Moving closer to an ecosystem focused on music payment

Author | Huang Yu

Editor | Zhou Zhiyu

As the dominant force in the Chinese music industry, Tencent Music Entertainment Group (hereinafter referred to as "Tencent Music") seems to have turned its music copyright empire into an endless gold mine, offsetting the performance fluctuations brought by diversified businesses. In the future, digging deeper into this gold mine will be key for Tencent Music to consolidate its leading position.

On August 13th, Tencent Music released its second-quarter financial report for this year, showing that while revenue from social entertainment services and other services decreased by 42.8% year-on-year to 1.74 billion yuan, Tencent Music's total revenue only decreased by 1.7% year-on-year to 7.16 billion yuan, with adjusted net profit reaching 1.99 billion yuan, a year-on-year increase of 25.7%.

The slight drop in total revenue and strong profit growth are mainly attributed to the continued high growth momentum of the online music services business.

According to the financial report, driven by online music subscription revenue and advertising service revenue, Tencent Music's online music service revenue in the second quarter increased by 27.7% year-on-year to 5.42 billion yuan, accounting for 75.7% of total revenue.

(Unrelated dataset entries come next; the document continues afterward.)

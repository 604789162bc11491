// Configuration module

use regex::Regex;
use serde::{Deserialize, Serialize};
use std::collections::BTreeMap;
use std::path::Path;

use crate::constants::{
    DEFAULT_ADDRESS, DEFAULT_CACHE_DIRECTORY, DEFAULT_CONVERT_COMMAND, DEFAULT_EXPIRES_SECS,
    DEFAULT_LOG_LEVEL, DEFAULT_MAX_AGE_SECS, DEFAULT_MAX_HEIGHT, DEFAULT_MAX_WIDTH, DEFAULT_PORT,
    DEFAULT_PROBE_TIMEOUT_SECS, DEFAULT_THREADS,
};

#[derive(Debug, Clone, Default, Serialize, Deserialize)]
pub struct Config {
    #[serde(default)]
    pub server: ServerConfig,
    #[serde(default)]
    pub engine: EngineConfig,
    #[serde(default)]
    pub cache: CacheConfig,
    #[serde(default)]
    pub logging: LoggingConfig,
    /// Blob storage name → base URL, used by `/media/{name}/...`
    #[serde(default)]
    pub blob_storage: BTreeMap<String, String>,
}

fn default_address() -> String {
    DEFAULT_ADDRESS.to_string()
}

fn default_port() -> u16 {
    DEFAULT_PORT
}

fn default_threads() -> usize {
    DEFAULT_THREADS
}

#[derive(Debug, Clone, Serialize, Deserialize)]
pub struct ServerConfig {
    #[serde(default = "default_address")]
    pub address: String,
    #[serde(default = "default_port")]
    pub port: u16,
    /// Worker threads for the HTTP service
    #[serde(default = "default_threads")]
    pub threads: usize,
}

impl Default for ServerConfig {
    fn default() -> Self {
        Self {
            address: default_address(),
            port: default_port(),
            threads: default_threads(),
        }
    }
}

impl ServerConfig {
    pub fn listen_address(&self) -> String {
        format!("{}:{}", self.address, self.port)
    }
}

fn default_convert_command() -> String {
    DEFAULT_CONVERT_COMMAND.to_string()
}

fn default_probe_timeout_secs() -> u64 {
    DEFAULT_PROBE_TIMEOUT_SECS
}

fn default_max_width() -> u32 {
    DEFAULT_MAX_WIDTH
}

fn default_max_height() -> u32 {
    DEFAULT_MAX_HEIGHT
}

/// Raster engine settings
#[derive(Debug, Clone, Serialize, Deserialize)]
pub struct EngineConfig {
    /// External engine executable (ImageMagick `convert` or `magick`)
    #[serde(default = "default_convert_command")]
    pub convert_command: String,
    /// Timeout of the header-only source probe
    #[serde(default = "default_probe_timeout_secs")]
    pub probe_timeout_secs: u64,
    /// Output size limits of the native backend
    #[serde(default = "default_max_width")]
    pub max_width: u32,
    #[serde(default = "default_max_height")]
    pub max_height: u32,
}

impl Default for EngineConfig {
    fn default() -> Self {
        Self {
            convert_command: default_convert_command(),
            probe_timeout_secs: default_probe_timeout_secs(),
            max_width: default_max_width(),
            max_height: default_max_height(),
        }
    }
}

fn default_cache_directory() -> String {
    DEFAULT_CACHE_DIRECTORY.to_string()
}

fn default_max_age_secs() -> u64 {
    DEFAULT_MAX_AGE_SECS
}

fn default_expires_secs() -> u64 {
    DEFAULT_EXPIRES_SECS
}

/// Result cache location and client-side caching headers
#[derive(Debug, Clone, Serialize, Deserialize)]
pub struct CacheConfig {
    #[serde(default = "default_cache_directory")]
    pub directory: String,
    /// `Cache-Control: public, max-age=...`
    #[serde(default = "default_max_age_secs")]
    pub max_age_secs: u64,
    /// Offset of the `Expires` header from the request time
    #[serde(default = "default_expires_secs")]
    pub expires_secs: u64,
}

impl Default for CacheConfig {
    fn default() -> Self {
        Self {
            directory: default_cache_directory(),
            max_age_secs: default_max_age_secs(),
            expires_secs: default_expires_secs(),
        }
    }
}

fn default_log_level() -> String {
    DEFAULT_LOG_LEVEL.to_string()
}

#[derive(Debug, Clone, Serialize, Deserialize)]
pub struct LoggingConfig {
    /// Filter directive used when `RUST_LOG` is unset
    #[serde(default = "default_log_level")]
    pub level: String,
    /// Emit JSON lines instead of human-readable output
    #[serde(default)]
    pub json: bool,
}

impl Default for LoggingConfig {
    fn default() -> Self {
        Self {
            level: default_log_level(),
            json: false,
        }
    }
}

impl Config {
    pub fn from_yaml_with_env(yaml: &str) -> Result<Self, String> {
        // Replace ${VAR_NAME} with environment variable values
        let re = Regex::new(r"\$\{([A-Z_][A-Z0-9_]*)\}").map_err(|e| e.to_string())?;

        let mut missing = None;
        let substituted = re.replace_all(yaml, |caps: &regex::Captures| {
            let var_name = &caps[1];
            std::env::var(var_name).unwrap_or_else(|_| {
                missing.get_or_insert_with(|| var_name.to_string());
                String::new()
            })
        });

        if let Some(var_name) = missing {
            return Err(format!(
                "Environment variable '{}' is referenced but not set",
                var_name
            ));
        }

        serde_yaml::from_str(&substituted).map_err(|e| e.to_string())
    }

    pub fn from_file<P: AsRef<Path>>(path: P) -> Result<Self, String> {
        let yaml = std::fs::read_to_string(path)
            .map_err(|e| format!("Failed to read config file: {}", e))?;
        Self::from_yaml_with_env(&yaml)
    }

    pub fn validate(&self) -> Result<(), String> {
        if self.engine.convert_command.trim().is_empty() {
            return Err("engine.convert_command cannot be empty".to_string());
        }

        if self.engine.probe_timeout_secs == 0 {
            return Err("engine.probe_timeout_secs must be greater than 0".to_string());
        }

        if self.engine.max_width == 0 || self.engine.max_height == 0 {
            return Err("engine.max_width and engine.max_height must be greater than 0".to_string());
        }

        if self.cache.directory.trim().is_empty() {
            return Err("cache.directory cannot be empty".to_string());
        }

        if self.server.threads == 0 {
            return Err("server.threads must be greater than 0".to_string());
        }

        for (name, url) in &self.blob_storage {
            if name.is_empty() {
                return Err("blob_storage entry name cannot be empty".to_string());
            }
            if url.trim().is_empty() {
                return Err(format!("blob_storage '{}' has an empty URL", name));
            }
        }

        Ok(())
    }
}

Among them, online music subscription revenue reached 3.74 billion yuan, a year-on-year increase of 29.4%; the number of online music paying users reached 117 million, a year-on-year increase of 17.7%, with a net increase of 3.5 million compared to the previous quarter; the average monthly revenue per paying user was 10.7 yuan, a year-on-year increase of 10.3%.

In terms of the important indicator of the number of online music paying users, Tencent Music has seen continuous growth since surpassing the milestone of 100 million users in June last year. By the fourth quarter of last year, the number of online music paying users had increased to 1.067 billion, and in the first half of this year, the cumulative net increase has exceeded 10 million.

Behind the rise in both quantity and price lies the trend of more users willing to pay for music experiences.

QQ Music, under Tencent Music, was the earliest platform in China to embark on the path of music payment, dating back to 2007. However, in the earlier years, music piracy was rampant, and content consumption seemed to have difficulty gaining market value recognition in the domestic market.

Therefore, for a long time, Tencent Music's largest source of revenue was not music services, but social entertainment services. Six years ago, online music service revenue accounted for only 30%.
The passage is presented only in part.